God, I am grateful. Let me first start with that. I should start every day in such a spirit and often forget to. I am grateful, God, for all the things you give me; most importantly my ability to be thankful and count even the hard things a blessing. I know changing forecasts can lead to rain, and that rain will water the flowers and help them grow producing the flirtatious spring and lusty summer. I am grateful that sometimes I am not able to see the goodness you are manifesting beyond the bad weather. I am grateful in the moments when I can trust that you have given me more than I need.

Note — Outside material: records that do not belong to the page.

//! School audit document schema
//!
//! Written by the audit workflow (start/end), read by the assignment
//! reconciler. Display timestamps are stored pre-formatted in the business
//! timezone, e.g. "18 Oct 2026, 09:30 AM IST".

use bson::{doc, oid::ObjectId, DateTime, Document};
use mongodb::options::IndexOptions;
use serde::{Deserialize, Serialize};
use serde_json::{json, Map, Value};
use std::collections::BTreeMap;

use crate::db::mongo::{IntoIndexes, MutTimestamps};
use crate::db::schemas::{iso, AuditState};

/// Collection name for school audits
pub const AUDIT_COLLECTION: &str = "school_audits";

/// Prefix stored in place of a file id when an upload failed
pub const UPLOAD_FAILED_PREFIX: &str = "UPLOAD_FAILED";

/// GPS position captured at audit start
#[derive(Serialize, Deserialize, Clone, Debug, Default, PartialEq)]
pub struct GeoPoint {
    pub latitude: f64,
    pub longitude: f64,
}

/// One promotional session within an audit
#[derive(Serialize, Deserialize, Clone, Debug, Default, PartialEq)]
#[serde(rename_all = "camelCase")]
pub struct SessionRecord {
    #[serde(default)]
    pub enabled: bool,
    #[serde(default)]
    pub name: String,
    #[serde(default)]
    pub students_count: String,
    #[serde(default)]
    pub sachet_count: String,
    #[serde(default)]
    pub winner_name: String,
    #[serde(default)]
    pub winner_class: String,

    // Blob file ids (or UPLOAD_FAILED sentinels)
    #[serde(default)]
    pub start_selfie: Option<String>,
    #[serde(default)]
    pub end_selfie: Option<String>,
    #[serde(default)]
    pub winner_photo: Option<String>,
    #[serde(default)]
    pub sachet_distribution_photo: Option<String>,
}

impl SessionRecord {
    /// Student count as a number; blanks and junk count as zero
    pub fn students(&self) -> i64 {
        self.students_count.trim().parse().unwrap_or(0)
    }
}

/// Audit document stored in MongoDB
#[derive(Serialize, Deserialize, Clone, Debug, Default)]
pub struct AuditDoc {
    /// MongoDB document ID
    #[serde(skip_serializing_if = "Option::is_none")]
    pub _id: Option<ObjectId>,

    /// Trainer who performed the audit
    pub user_email: String,
    pub school_name: String,
    pub city: String,

    #[serde(default, skip_serializing_if = "Option::is_none")]
    pub location: Option<GeoPoint>,

    /// Display start time
    #[serde(default)]
    pub start_timestamp: String,

    /// Display calendar date, "%d %b %Y"
    pub audit_date: String,

    #[serde(default)]
    pub status: AuditState,

    #[serde(default)]
    pub start_image_file_id: String,

    #[serde(default)]
    pub audit_sheet_image_file_id: String,

    #[serde(default)]
    pub promoters_count: i64,

    #[serde(default)]
    pub boost_sachets_given: i64,

    #[serde(default)]
    pub giveaways_given: String,

    /// Enabled sessions keyed by the client's session key
    #[serde(default)]
    pub sessions: BTreeMap<String, SessionRecord>,

    #[serde(default)]
    pub total_students: i64,

    /// Sections of the audit form the trainer has filled in
    #[serde(default)]
    pub sections: Vec<String>,

    /// Scalar form answers
    #[serde(default)]
    pub responses: BTreeMap<String, String>,

    #[serde(skip_serializing_if = "Option::is_none")]
    pub created_at: Option<DateTime>,

    #[serde(skip_serializing_if = "Option::is_none")]
    pub updated_at: Option<DateTime>,

    /// Display completion time; older records call it end_timestamp
    #[serde(default, alias = "end_timestamp", skip_serializing_if = "Option::is_none")]
    pub completion_timestamp: Option<String>,

    #[serde(default, skip_serializing_if = "Option::is_none")]
    pub end_image_file_id: Option<String>,

    #[serde(default, skip_serializing_if = "Option::is_none")]
    pub sessions_completed: Option<i64>,

    #[serde(default, skip_serializing_if = "Option::is_none")]
    pub teacher_count: Option<i64>,

    #[serde(default, skip_serializing_if = "Option::is_none")]
    pub auditor_remarks: Option<String>,

    #[serde(default, skip_serializing_if = "Option::is_none")]
    pub session_duration_minutes: Option<i64>,

    #[serde(default, skip_serializing_if = "Option::is_none")]
    pub completed_at: Option<DateTime>,
}

impl AuditDoc {
    /// Hex id, empty when not yet stored
    pub fn id_hex(&self) -> String {
        self._id.map(|id| id.to_hex()).unwrap_or_default()
    }

    /// Whether the trainer recorded anything beyond pressing "start"
    pub fn has_content(&self) -> bool {
        !self.sections.is_empty() || !self.responses.is_empty()
    }

    /// Render for API responses, with proxy URLs for every stored image
    pub fn to_json(&self, base_url: &str) -> Value {
        let sessions: Map<String, Value> = self
            .sessions
            .iter()
            .map(|(key, s)| {
                let mut v = serde_json::to_value(s).unwrap_or(Value::Null);
                if let Value::Object(obj) = &mut v {
                    obj.insert("startSelfieUrl".into(), image_url(base_url, s.start_selfie.as_deref()).into());
                    obj.insert("endSelfieUrl".into(), image_url(base_url, s.end_selfie.as_deref()).into());
                    obj.insert("winnerPhotoUrl".into(), image_url(base_url, s.winner_photo.as_deref()).into());
                    obj.insert(
                        "sachetDistributionPhotoUrl".into(),
                        image_url(base_url, s.sachet_distribution_photo.as_deref()).into(),
                    );
                }
                (key.clone(), v)
            })
            .collect();

        json!({
            "_id": self.id_hex(),
            "user_email": self.user_email,
            "school_name": self.school_name,
            "city": self.city,
            "location": self.location,
            "start_timestamp": self.start_timestamp,
            "completion_timestamp": self.completion_timestamp,
            "audit_date": self.audit_date,
            "status": self.status,
            "promoters_count": self.promoters_count,
            "boost_sachets_given": self.boost_sachets_given,
            "giveaways_given": self.giveaways_given,
            "sessions": sessions,
            "total_students": self.total_students,
            "sections": self.sections,
            "responses": self.responses,
            "sessions_completed": self.sessions_completed,
            "teacher_count": self.teacher_count,
            "auditor_remarks": self.auditor_remarks,
            "session_duration_minutes": self.session_duration_minutes,
            "created_at": iso(&self.created_at),
            "completed_at": iso(&self.completed_at),
            "start_image_url": image_url(base_url, Some(self.start_image_file_id.as_str())),
            "end_image_url": image_url(base_url, self.end_image_file_id.as_deref()),
            "audit_sheet_image_url": image_url(base_url, Some(self.audit_sheet_image_file_id.as_str())),
        })
    }
}

/// Proxy URL for a stored image; "" when there is nothing to show
pub fn image_url(base_url: &str, file_id: Option<&str>) -> String {
    let id = match file_id.map(str::trim) {
        Some(id) if !id.is_empty() && !id.starts_with(UPLOAD_FAILED_PREFIX) => id,
        _ => return String::new(),
    };

    format!(
        "{}/api/school-audit/image/{}?resize=true",
        base_url.trim_end_matches('/'),
        urlencoding::encode(id)
    )
}

impl IntoIndexes for AuditDoc {
    fn into_indices() -> Vec<(Document, Option<IndexOptions>)> {
        vec![
            (
                doc! { "user_email": 1, "school_name": 1, "city": 1 },
                Some(
                    IndexOptions::builder()
                        .name("user_school_city_index".to_string())
                        .build(),
                ),
            ),
            (
                doc! { "user_email": 1, "audit_date": 1, "status": 1 },
                Some(
                    IndexOptions::builder()
                        .name("user_date_status_index".to_string())
                        .build(),
                ),
            ),
        ]
    }
}

impl MutTimestamps for AuditDoc {
    fn stamp_created(&mut self, now: DateTime) {
        // start-audit records the trainer's own start time
        if self.created_at.is_none() {
            self.created_at = Some(now);
        }
    }

    fn stamp_updated(&mut self, now: DateTime) {
        self.updated_at = Some(now);
    }
}

#[cfg(test)]
mod tests {
    use super::*;

    #[test]
    fn test_image_url() {
        assert_eq!(
            image_url("http://host:10000/", Some("abc/def")),
            "http://host:10000/api/school-audit/image/abc%2Fdef?resize=true"
        );
        assert_eq!(image_url("http://host", Some("UPLOAD_FAILED: timeout")), "");
        assert_eq!(image_url("http://host", Some("  ")), "");
        assert_eq!(image_url("http://host", None), "");
    }

    #[test]
    fn test_end_timestamp_alias() {
        let audit: AuditDoc = bson::from_document(doc! {
            "user_email": "t@example.com",
            "school_name": "A",
            "city": "Pune",
            "audit_date": "18 Oct 2026",
            "status": "completed",
            "end_timestamp": "18 Oct 2026, 11:00 AM IST",
        })
        .unwrap();
        assert_eq!(audit.completion_timestamp.as_deref(), Some("18 Oct 2026, 11:00 AM IST"));
        assert_eq!(audit.status, AuditState::Completed);
        assert!(!audit.has_content());
    }

    #[test]
    fn test_session_students_parsing() {
        let mut s = SessionRecord::default();
        assert_eq!(s.students(), 0);
        s.students_count = " 42 ".into();
        assert_eq!(s.students(), 42);
    }

    #[test]
    fn test_to_json_adds_session_urls() {
        let mut audit = AuditDoc {
            user_email: "t@example.com".into(),
            school_name: "A".into(),
            city: "Pune".into(),
            audit_date: "18 Oct 2026".into(),
            start_image_file_id: "img1".into(),
            ..Default::default()
        };
        audit.sessions.insert(
            "session1".into(),
            SessionRecord {
                enabled: true,
                start_selfie: Some("selfie1".into()),
                ..Default::default()
            },
        );

        let v = audit.to_json("http://h");
        assert_eq!(v["start_image_url"], "http://h/api/school-audit/image/img1?resize=true");
        assert_eq!(
            v["sessions"]["session1"]["startSelfieUrl"],
            "http://h/api/school-audit/image/selfie1?resize=true"
        );
        assert_eq!(v["sessions"]["session1"]["endSelfieUrl"], "");
        assert_eq!(v["status"], "in_progress");
    }
}
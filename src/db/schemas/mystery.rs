//! Mystery audit document schema
//!
//! A trainer visits a retail outlet unannounced and scores each promoter on
//! a fixed checklist. These records are independent of school assignments.

use bson::{doc, oid::ObjectId, DateTime, Document};
use mongodb::options::IndexOptions;
use serde::{Deserialize, Serialize};
use serde_json::{json, Value};

use crate::db::mongo::{IntoIndexes, MutTimestamps};
use crate::db::schemas::{image_url, iso, AuditState, GeoPoint};

/// Collection name for mystery audits
pub const MYSTERY_AUDIT_COLLECTION: &str = "mystery_audits";

/// Only accepted value of `audit_type`
pub const MYSTERY_AUDIT_TYPE: &str = "mystery_audit";

/// One promoter's scorecard. Scores are free text from the client's pickers.
#[derive(Serialize, Deserialize, Clone, Debug, Default, PartialEq)]
#[serde(rename_all = "camelCase")]
pub struct StaffEvaluation {
    pub store_code: String,
    pub outlet_name: String,
    pub promoter_name: String,
    pub grooming_compliance: String,
    pub greeting_engagement: String,
    pub product_knowledge: String,
    pub communication_skills: String,
    pub sales_closing_skills: String,
    pub handling_objections: String,
    pub cross_selling: String,
    pub explaining_offers: String,
    pub other_observations: String,
}

impl StaffEvaluation {
    /// Wire names of every scorecard field, in form order
    pub const FIELDS: &'static [&'static str] = &[
        "storeCode",
        "outletName",
        "promoterName",
        "groomingCompliance",
        "greetingEngagement",
        "productKnowledge",
        "communicationSkills",
        "salesClosingSkills",
        "handlingObjections",
        "crossSelling",
        "explainingOffers",
        "otherObservations",
    ];
}

/// Mystery audit document stored in MongoDB
#[derive(Serialize, Deserialize, Clone, Debug, Default)]
pub struct MysteryAuditDoc {
    /// MongoDB document ID
    #[serde(skip_serializing_if = "Option::is_none")]
    pub _id: Option<ObjectId>,

    pub user_email: String,

    #[serde(default, skip_serializing_if = "Option::is_none")]
    pub location: Option<GeoPoint>,

    #[serde(rename = "cityName", default)]
    pub city_name: String,

    /// Blob file id, or an UPLOAD_FAILED sentinel
    #[serde(default)]
    pub image_file_id: String,

    /// Display visit time in the business timezone
    #[serde(default)]
    pub timestamp: String,

    #[serde(default)]
    pub audit_type: String,

    #[serde(default)]
    pub evaluations: Vec<StaffEvaluation>,

    #[serde(default)]
    pub staff_count: i64,

    #[serde(default)]
    pub status: AuditState,

    #[serde(skip_serializing_if = "Option::is_none")]
    pub created_at: Option<DateTime>,

    #[serde(skip_serializing_if = "Option::is_none")]
    pub updated_at: Option<DateTime>,
}

impl MysteryAuditDoc {
    /// Hex id, empty when not yet stored
    pub fn id_hex(&self) -> String {
        self._id.map(|id| id.to_hex()).unwrap_or_default()
    }

    /// Proxy URL for the visit photo, None when the upload failed
    pub fn image_url(&self, base_url: &str) -> Option<String> {
        Some(image_url(base_url, Some(self.image_file_id.as_str()))).filter(|u| !u.is_empty())
    }

    /// Render for API responses
    pub fn to_json(&self, base_url: &str) -> Value {
        json!({
            "_id": self.id_hex(),
            "user_email": self.user_email,
            "location": self.location,
            "cityName": self.city_name,
            "timestamp": self.timestamp,
            "audit_type": self.audit_type,
            "evaluations": self.evaluations,
            "staff_count": self.staff_count,
            "status": self.status,
            "image_url": self.image_url(base_url),
            "created_at": iso(&self.created_at),
        })
    }
}

impl IntoIndexes for MysteryAuditDoc {
    fn into_indices() -> Vec<(Document, Option<IndexOptions>)> {
        vec![(
            doc! { "user_email": 1, "created_at": -1 },
            Some(
                IndexOptions::builder()
                    .name("user_created_index".to_string())
                    .build(),
            ),
        )]
    }
}

impl MutTimestamps for MysteryAuditDoc {
    fn stamp_created(&mut self, now: DateTime) {
        if self.created_at.is_none() {
            self.created_at = Some(now);
        }
    }

    fn stamp_updated(&mut self, now: DateTime) {
        self.updated_at = Some(now);
    }
}

#[cfg(test)]
mod tests {
    use super::*;

    #[test]
    fn test_evaluation_field_names_match_serde() {
        let v = serde_json::to_value(StaffEvaluation::default()).unwrap();
        let obj = v.as_object().unwrap();
        assert_eq!(obj.len(), StaffEvaluation::FIELDS.len());
        for field in StaffEvaluation::FIELDS {
            assert!(obj.contains_key(*field), "{}", field);
        }
    }

    #[test]
    fn test_failed_image_renders_null() {
        let mut audit = MysteryAuditDoc {
            image_file_id: "UPLOAD_FAILED: timeout".into(),
            city_name: "Pune".into(),
            ..Default::default()
        };
        let v = audit.to_json("http://h");
        assert!(v["image_url"].is_null());
        assert_eq!(v["cityName"], "Pune");

        audit.image_file_id = "img1".into();
        assert_eq!(
            audit.image_url("http://h").as_deref(),
            Some("http://h/api/school-audit/image/img1?resize=true")
        );
    }
}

I see you everywhere. In the white handkerchiefs of clouds and the wings of small birds clustering on telephone wires; in the familiar floorboards of my bedroom smothered in yellow sunlight; in the touch of that young girl’s hand on the elbow of the man who was blind and crossing the street at 44th and Broadway; in the gaze of friends and the arms of my family. I see you in the intertwining promise of the Brooklyn Botanical’s rose garden still sleeping in January, snow dusting the thorny stalks bare of their petals while they sleep for the winter.
Please, if you have a moment, take special care of the mother I met today who left her son behind for school. Ease her worried heart, give her grace to face the loneliness that comes from change. While you are at it pass a little on to me too, if you have any to spare. I could use some grace as I face my own loneliness. What a cold wind blows this way and how improperly clothed I am to face this storm. Help keep me warm against the shivering of my new choices. Perhaps even help generate heat in my heart so that it may, in time, thaw and renew again stronger and more robustly.
I am gentle and full of readiness for whatever comes next. I can be patient. I can feel the longing to bloom and know spring is coming. I can recognize the blood hum and let it strengthen. I can wait.